A financeirização e o controle do capital, sob os avanços tecnológicos, geram a perpetuação da desigualdade social e o número de empregos precários só aumenta como os/as trabalhadores/as das economias de plataformas e colaborativas. Além da ausência de proteção social, a estratégia do capital é identificá-los como “colaboradores” e não trabalhadores/as, já que alguns usam seus próprios meios de produção para gerar renda.
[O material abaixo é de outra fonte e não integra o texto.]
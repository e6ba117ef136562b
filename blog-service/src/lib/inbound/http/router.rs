use std::sync::Arc;
use std::time::Duration;

use axum::body::Body;
use axum::http::Request;
use axum::http::Response;
use axum::middleware;
use axum::routing::get;
use axum::routing::post;
use axum::routing::put;
use axum::Router;
use tower_http::cors::CorsLayer;
use tower_http::trace::TraceLayer;
use tracing::Span;

use super::handlers::add_tags::add_tags;
use super::handlers::create_blog::create_blog;
use super::handlers::delete_blog::delete_blog;
use super::handlers::get_blog::get_blog;
use super::handlers::get_profile::get_profile;
use super::handlers::list_blogs::list_blogs;
use super::handlers::login::login;
use super::handlers::register::register;
use super::handlers::remove_tags::remove_tags;
use super::handlers::token::issue_token;
use super::handlers::update_blog::update_blog;
use super::handlers::update_profile::update_profile;
use super::middleware::authenticate as auth_middleware;
use crate::domain::blog::ports::BlogServicePort;
use crate::domain::user::ports::AuthServicePort;

#[derive(Clone)]
pub struct AppState {
    pub auth_service: Arc<dyn AuthServicePort>,
    pub blog_service: Arc<dyn BlogServicePort>,
}

pub fn create_router(
    auth_service: Arc<dyn AuthServicePort>,
    blog_service: Arc<dyn BlogServicePort>,
) -> Router {
    let state = AppState {
        auth_service,
        blog_service,
    };

    let public_routes = Router::new()
        .route("/register", post(register))
        .route("/login", post(login))
        .route("/token", post(issue_token))
        .route("/blogs", get(list_blogs))
        .route("/blogs/:title", get(get_blog));

    let protected_routes = Router::new()
        .route("/profile", get(get_profile).put(update_profile))
        .route("/tags/add", post(add_tags))
        .route("/tags/remove", post(remove_tags))
        .route("/blogs", post(create_blog))
        .route("/blogs/:title", put(update_blog).delete(delete_blog))
        .route_layer(middleware::from_fn_with_state(
            state.clone(),
            auth_middleware,
        ));

    let trace_layer = TraceLayer::new_for_http()
        .make_span_with(|request: &Request<Body>| {
            tracing::info_span!(
                "http_request",
                method = %request.method(),
                uri = %request.uri(),
                version = ?request.version(),
            )
        })
        .on_request(|request: &Request<Body>, _span: &Span| {
            tracing::info!(
                method = %request.method(),
                uri = %request.uri(),
                "Request started"
            );
        })
        .on_response(
            |response: &Response<Body>, latency: Duration, _span: &Span| {
                tracing::info!(
                    status = response.status().as_u16(),
                    latency_ms = latency.as_millis(),
                    "Request completed"
                );
            },
        );

    Router::new()
        .merge(public_routes)
        .merge(protected_routes)
        .layer(trace_layer)
        .layer(CorsLayer::permissive())
        .with_state(state)
}
use axum::extract::State;
use axum::http::StatusCode;
use axum::Extension;
use axum::Json;
use serde::Deserialize;

use super::ApiError;
use super::ApiSuccess;
use super::BlogData;
use crate::blog::errors::BlogError;
use crate::blog::models::BlogTitle;
use crate::blog::models::CreateBlogCommand;
use crate::domain::tag::parse_tags;
use crate::inbound::http::middleware::CurrentUser;
use crate::inbound::http::router::AppState;

/// Any `author` in the body is ignored; the post belongs to the caller.
pub async fn create_blog(
    State(state): State<AppState>,
    Extension(CurrentUser(user)): Extension<CurrentUser>,
    Json(body): Json<CreateBlogRequest>,
) -> Result<ApiSuccess<BlogData>, ApiError> {
    state
        .blog_service
        .create_blog(body.try_into_command()?, user.username)
        .await
        .map_err(ApiError::from)
        .map(|ref post| ApiSuccess::new(StatusCode::CREATED, post.into()))
}

#[derive(Debug, Clone, PartialEq, Eq, Deserialize)]
pub struct CreateBlogRequest {
    title: String,
    content: String,
    #[serde(default)]
    tags: Vec<String>,
}

impl CreateBlogRequest {
    fn try_into_command(self) -> Result<CreateBlogCommand, BlogError> {
        Ok(CreateBlogCommand {
            title: BlogTitle::new(self.title)?,
            content: self.content,
            tags: parse_tags(self.tags)?,
        })
    }
}
use async_trait::async_trait;
use chrono::DateTime;
use chrono::Utc;
use sqlx::postgres::PgRow;
use sqlx::PgPool;
use sqlx::Row;

use crate::domain::blog::errors::BlogError;
use crate::domain::blog::models::BlogId;
use crate::domain::blog::models::BlogPost;
use crate::domain::blog::models::BlogSortField;
use crate::domain::blog::models::BlogTitle;
use crate::domain::blog::models::ListBlogsQuery;
use crate::domain::blog::models::SortOrder;
use crate::domain::blog::ports::BlogRepository;
use crate::domain::tag::parse_tags;
use crate::domain::tag::tags_to_strings;
use crate::domain::user::models::Username;

/// Raw column values of a `blogs` row.
struct StoredBlog {
    id: uuid::Uuid,
    title: String,
    content: String,
    author: String,
    tags: Vec<String>,
    created_at: DateTime<Utc>,
}

impl StoredBlog {
    /// Values failing domain validation map to `DatabaseError`.
    fn into_post(self) -> Result<BlogPost, BlogError> {
        Ok(BlogPost {
            id: BlogId(self.id),
            title: BlogTitle::new(self.title).map_err(|e| corrupt("title", e))?,
            content: self.content,
            author: Username::new(self.author).map_err(|e| corrupt("author", e))?,
            tags: parse_tags(self.tags).map_err(|e| corrupt("tags", e))?,
            created_at: self.created_at,
        })
    }
}

fn corrupt(column: &str, err: impl std::fmt::Display) -> BlogError {
    BlogError::DatabaseError(format!("stored {}: {}", column, err))
}

pub struct PostgresBlogRepository {
    pool: PgPool,
}

impl PostgresBlogRepository {
    pub fn new(pool: PgPool) -> Self {
        Self { pool }
    }

    fn row_to_blog(row: &PgRow) -> Result<BlogPost, BlogError> {
        StoredBlog {
            id: row.try_get("id").map_err(Self::database_error)?,
            title: row.try_get("title").map_err(Self::database_error)?,
            content: row.try_get("content").map_err(Self::database_error)?,
            author: row.try_get("author").map_err(Self::database_error)?,
            tags: row.try_get("tags").map_err(Self::database_error)?,
            created_at: row.try_get("created_at").map_err(Self::database_error)?,
        }
        .into_post()
    }

    fn database_error(err: sqlx::Error) -> BlogError {
        BlogError::DatabaseError(err.to_string())
    }

    fn write_error(err: sqlx::Error, title: &BlogTitle) -> BlogError {
        if let Some(db_err) = err.as_database_error() {
            if db_err.is_unique_violation() && db_err.constraint() == Some("blogs_title_key") {
                return BlogError::TitleAlreadyExists(title.to_string());
            }
        }
        BlogError::DatabaseError(err.to_string())
    }

    fn order_clause(query: &ListBlogsQuery) -> String {
        let column = match query.sort_by {
            BlogSortField::CreatedAt => "created_at",
            BlogSortField::Title => "title",
        };
        let direction = match query.order {
            SortOrder::Asc => "ASC",
            SortOrder::Desc => "DESC",
        };
        // id breaks ties so pages never overlap
        format!("ORDER BY {column} {direction}, id {direction}")
    }
}

#[async_trait]
impl BlogRepository for PostgresBlogRepository {
    async fn create(&self, post: BlogPost) -> Result<BlogPost, BlogError> {
        sqlx::query(
            r#"
            INSERT INTO blogs (id, title, content, author, tags, created_at)
            VALUES ($1, $2, $3, $4, $5, $6)
            "#,
        )
        .bind(post.id.0)
        .bind(post.title.as_str())
        .bind(&post.content)
        .bind(post.author.as_str())
        .bind(tags_to_strings(&post.tags))
        .bind(post.created_at)
        .execute(&self.pool)
        .await
        .map_err(|e| Self::write_error(e, &post.title))?;

        Ok(post)
    }

    async fn find_by_title(&self, title: &BlogTitle) -> Result<Option<BlogPost>, BlogError> {
        let row = sqlx::query(
            r#"
            SELECT id, title, content, author, tags, created_at
            FROM blogs
            WHERE title = $1
            "#,
        )
        .bind(title.as_str())
        .fetch_optional(&self.pool)
        .await
        .map_err(Self::database_error)?;

        row.as_ref().map(Self::row_to_blog).transpose()
    }

    async fn list(&self, query: &ListBlogsQuery) -> Result<Vec<BlogPost>, BlogError> {
        let sql = format!(
            "SELECT id, title, content, author, tags, created_at FROM blogs {} LIMIT $1 OFFSET $2",
            Self::order_clause(query)
        );

        let rows = sqlx::query(&sql)
            .bind(i64::from(query.limit))
            .bind(i64::from(query.offset))
            .fetch_all(&self.pool)
            .await
            .map_err(Self::database_error)?;

        rows.iter().map(Self::row_to_blog).collect()
    }

    async fn update(&self, post: BlogPost) -> Result<BlogPost, BlogError> {
        let result = sqlx::query(
            r#"
            UPDATE blogs
            SET title = $3, content = $4, tags = $5
            WHERE id = $1 AND author = $2
            "#,
        )
        .bind(post.id.0)
        .bind(post.author.as_str())
        .bind(post.title.as_str())
        .bind(&post.content)
        .bind(tags_to_strings(&post.tags))
        .execute(&self.pool)
        .await
        .map_err(|e| Self::write_error(e, &post.title))?;

        if result.rows_affected() == 0 {
            return Err(BlogError::NotFound(post.title.to_string()));
        }

        Ok(post)
    }

    async fn delete(&self, id: &BlogId, author: &Username) -> Result<(), BlogError> {
        let result = sqlx::query(
            r#"
            DELETE FROM blogs
            WHERE id = $1 AND author = $2
            "#,
        )
        .bind(id.0)
        .bind(author.as_str())
        .execute(&self.pool)
        .await
        .map_err(Self::database_error)?;

        if result.rows_affected() == 0 {
            return Err(BlogError::NotFound(id.to_string()));
        }

        Ok(())
    }
}
use std::sync::Arc;

use auth::Authenticator;
use auth::TokenCodec;
use blog_service::blog::service::BlogService;
use blog_service::config::Config;
use blog_service::inbound::http::router::create_router;
use blog_service::outbound::repositories::PostgresBlogRepository;
use blog_service::outbound::repositories::PostgresUserRepository;
use blog_service::user::service::AuthService;
use sqlx::postgres::PgPoolOptions;
use tracing_subscriber::layer::SubscriberExt;
use tracing_subscriber::util::SubscriberInitExt;

#[tokio::main]
async fn main() -> Result<(), anyhow::Error> {
    tracing_subscriber::registry()
        .with(
            tracing_subscriber::EnvFilter::try_from_default_env()
                .unwrap_or_else(|_| "blog_service=debug,tower_http=debug".into()),
        )
        .with(tracing_subscriber::fmt::layer())
        .init();

    tracing::info!(
        service = "blog-service",
        version = env!("CARGO_PKG_VERSION"),
        "Service starting"
    );

    let config = Config::load()?;

    tracing::info!(
        http_port = config.server.http_port,
        jwt_algorithm = %config.jwt.algorithm,
        jwt_expiration_minutes = config.jwt.expiration_minutes,
        "Configuration loaded"
    );

    let pg_pool = PgPoolOptions::new()
        .max_connections(config.database.max_connections)
        .connect(&config.database.url)
        .await?;
    tracing::info!(
        max_connections = config.database.max_connections,
        database = "postgresql",
        "Database connection pool created"
    );

    sqlx::migrate!("./migrations").run(&pg_pool).await?;
    tracing::info!(database = "postgresql", "Database migrations completed");

    let token_codec = TokenCodec::with_algorithm(
        config.jwt.secret.as_bytes(),
        &config.jwt.algorithm,
        config.jwt.token_ttl(),
    )?;
    let authenticator = Arc::new(Authenticator::with_codec(token_codec));

    let user_repository = Arc::new(PostgresUserRepository::new(pg_pool.clone()));
    let blog_repository = Arc::new(PostgresBlogRepository::new(pg_pool));

    let auth_service = Arc::new(AuthService::new(user_repository, authenticator));
    let blog_service = Arc::new(BlogService::new(blog_repository));

    let http_address = format!("0.0.0.0:{}", config.server.http_port);
    let http_listener = tokio::net::TcpListener::bind(&http_address).await?;
    tracing::info!(
        address = %http_address,
        port = config.server.http_port,
        protocol = "http",
        "Http server listening"
    );

    let http_application = create_router(auth_service, blog_service);

    if let Err(e) = axum::serve(http_listener, http_application).await {
        tracing::error!(error = %e, "Server error");
        return Err(e.into());
    }

    tracing::info!("Server exited successfully");

    Ok(())
}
Ou seja, para além da questão das relações e das condições de trabalho em si, temos hoje outro desafio, já que a própria centralidade e identidade do trabalho estão sendo questionadas.
A Pesquisa Nacional por Amostra de Domicílios – Contínua (PNAD-C), divulgada em setembro de 2019 pelo Instituto Brasileiro de Geografia e Estatística (IBGE), aponta que os/as trabalhadores/as na informalidade atingiram o recorde de 41,4% do total da população ocupada no país, e o trabalho autônomo somou 24,3 milhões de trabalhadores/as, cerca de um quarto da população ocupada no país. Esses são os maiores contingentes desde que os indicadores passaram a ser medidos. O número de desempregados dobrou em quatro anos, atingindo a faixa de 12 milhões e quase 5 milhões de trabalhadores estão em situação de desalento, ou seja, desistiram de procurar emprego.
O Brasil, marcado por profundas desigualdades sociais, é realidade para duas formas de trabalho autônomo: a complementação de renda e o “empreendedorismo”. De acordo com os dados da OCDE de 2018, Brasil é o 3º país em número de pessoas autônomas e o 4º em quantidade de trabalhadores/as que vivem abaixo da linha de pobreza. Existem hoje no Brasil mais de 4 milhões de trabalhadores/as em plataformas digitais e o número de vendedores nas ruas saltou mais de 500% entre 2015 e 2018.
O trabalho informal é para muitos/as o único meio de garantir o sustento da família. Os vendedores de rua enfrentam diversos desafios como conseguir autorizações para legalizar suas atividades, além de locais para guardar seus produtos e até mesmo carrinhos para transporte de produtos. Muitos/as precisam se deslocar por longos trajetos carregando mercadorias pesadas.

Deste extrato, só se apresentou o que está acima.